* Exercise prompt
Up to and including the line that contains "let image = decode_bytes(data)?;", write out each line of the material from its first line, exactly.

* Data supplied
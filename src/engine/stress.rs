// src/engine/stress.rs
//
// Stress test utilities for fuzzing and soak testing.
// Only compiled with --features stress.

use crate::engine::common::EngineResult;
use crate::engine::config::EngineConfig;
use crate::engine::decoder::decode_bytes;
use crate::engine::frame::{FrameDriver, NullSink};
use crate::engine::raster::RawImage;
use crate::error::IpsError;
use crate::ops::{Adjustment, TransformKind};

/// Run a single stress test iteration.
///
/// Decodes `data`, then renders it through every pass combination with a few
/// worker counts while replacing the source between frames, so stale tiles
/// are constantly being discarded.
///
/// # Returns
/// * `Ok(())` if every frame either completed or was superseded
/// * `Err(IpsError)` on decode errors or a frame-fatal error
pub fn run_stress_iteration(data: &[u8]) -> EngineResult<()> {
    let image = decode_bytes(data)?;

    let pipelines = [
        vec![TransformKind::BrightnessContrast],
        vec![TransformKind::BrightnessContrast, TransformKind::Normalize],
        vec![TransformKind::Edge, TransformKind::Normalize],
        vec![
            TransformKind::BrightnessContrast,
            TransformKind::Edge,
            TransformKind::Normalize,
        ],
    ];

    for workers in [1usize, 2, 7] {
        let config = EngineConfig::default()
            .with_worker_count(workers)
            .with_rows_per_task(1 + workers as u32);
        let mut driver = FrameDriver::new(config)?;
        driver.set_adjustment(Adjustment::new(12.0, 1.3))?;
        driver.set_animated(true);

        let mut sink = NullSink::default();
        for passes in &pipelines {
            driver.set_passes(passes.clone());
            driver.load_image(image.clone());
            driver.render_frame(&mut sink)?;
            // A second source with the same layout, swapped in right away.
            driver.load_image(invert(&image)?);
            driver.render_frame(&mut sink)?;
        }
        driver.shutdown();

        if sink.frames == 0 {
            return Err(IpsError::internal_panic(format!(
                "stress: no frame rendered with {workers} workers"
            )));
        }
    }

    Ok(())
}

fn invert(image: &RawImage) -> EngineResult<RawImage> {
    let bytes = image.as_bytes().iter().map(|v| 255 - v).collect();
    RawImage::from_raw(image.width(), image.height(), image.channels(), bytes)
}
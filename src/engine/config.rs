// src/engine/config.rs
//
// Engine configuration: worker count, tile height and worker idle timeout.
//
// Environment overrides follow the same rule everywhere: a variable that is
// unset or does not parse leaves the default in place.

use crate::engine::common::EngineResult;
use crate::engine::pool::{detect_worker_count, MAX_WORKERS, MIN_WORKERS};
use crate::error::IpsError;
use std::str::FromStr;
use std::time::Duration;

pub const ENV_WORKER_COUNT: &str = "IPS_WORKER_COUNT";
pub const ENV_ROWS_PER_TASK: &str = "IPS_ROWS_PER_TASK";
pub const ENV_IDLE_TIMEOUT_MS: &str = "IPS_IDLE_TIMEOUT_MS";

/// One row per task, as the interactive viewer schedules it.
pub const DEFAULT_ROWS_PER_TASK: u32 = 1;
pub const DEFAULT_IDLE_TIMEOUT: Duration = Duration::from_millis(50);

#[derive(Clone, Debug, PartialEq, Eq)]
pub struct EngineConfig {
    pub worker_count: usize,
    pub rows_per_task: u32,
    pub idle_timeout: Duration,
}

impl Default for EngineConfig {
    fn default() -> Self {
        Self {
            worker_count: detect_worker_count(),
            rows_per_task: DEFAULT_ROWS_PER_TASK,
            idle_timeout: DEFAULT_IDLE_TIMEOUT,
        }
    }
}

impl EngineConfig {
    /// Defaults overlaid with the `IPS_*` environment variables.
    pub fn from_env() -> Self {
        Self::default().overlay(|key| std::env::var(key).ok())
    }

    /// Overlay values from `lookup`; unparseable values are ignored.
    pub fn overlay<F>(mut self, lookup: F) -> Self
    where
        F: Fn(&str) -> Option<String>,
    {
        if let Some(n) = parse::<usize>(&lookup, ENV_WORKER_COUNT) {
            self.worker_count = n;
        }
        if let Some(n) = parse::<u32>(&lookup, ENV_ROWS_PER_TASK) {
            self.rows_per_task = n;
        }
        if let Some(ms) = parse::<u64>(&lookup, ENV_IDLE_TIMEOUT_MS) {
            self.idle_timeout = Duration::from_millis(ms);
        }
        self
    }

    pub fn with_worker_count(mut self, worker_count: usize) -> Self {
        self.worker_count = worker_count;
        self
    }

    pub fn with_rows_per_task(mut self, rows_per_task: u32) -> Self {
        self.rows_per_task = rows_per_task;
        self
    }

    pub fn validate(&self) -> EngineResult<()> {
        if self.worker_count < MIN_WORKERS || self.worker_count > MAX_WORKERS {
            return Err(IpsError::invalid_argument(
                "worker_count",
                self.worker_count.to_string(),
                format!("must be between {MIN_WORKERS} and {MAX_WORKERS}"),
            ));
        }
        if self.rows_per_task == 0 {
            return Err(IpsError::invalid_argument(
                "rows_per_task",
                "0",
                "tasks must cover at least one row",
            ));
        }
        if self.idle_timeout.is_zero() {
            return Err(IpsError::invalid_argument(
                "idle_timeout",
                "0ms",
                "workers would spin on an empty queue",
            ));
        }
        Ok(())
    }
}

fn parse<T: FromStr>(lookup: &impl Fn(&str) -> Option<String>, key: &str) -> Option<T> {
    lookup(key).and_then(|raw| raw.trim().parse::<T>().ok())
}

* Exercise output
filename src/engine/stress.rs
// src/engine/stress.rs
//
// Stress test utilities for fuzzing and soak testing.
// Only compiled with --features stress.

use crate::engine::common::EngineResult;
use crate::engine::config::EngineConfig;
use crate::engine::decoder::decode_bytes;
use crate::engine::frame::{FrameDriver, NullSink};
use crate::engine::raster::RawImage;
use crate::error::IpsError;
use crate::ops::{Adjustment, TransformKind};

/// Run a single stress test iteration.
///
/// Decodes `data`, then renders it through every pass combination with a few
/// worker counts while replacing the source between frames, so stale tiles
/// are constantly being discarded.
///
/// # Returns
/// * `Ok(())` if every frame either completed or was superseded
/// * `Err(IpsError)` on decode errors or a frame-fatal error
pub fn run_stress_iteration(data: &[u8]) -> EngineResult<()> {
    let image = decode_bytes(data)?;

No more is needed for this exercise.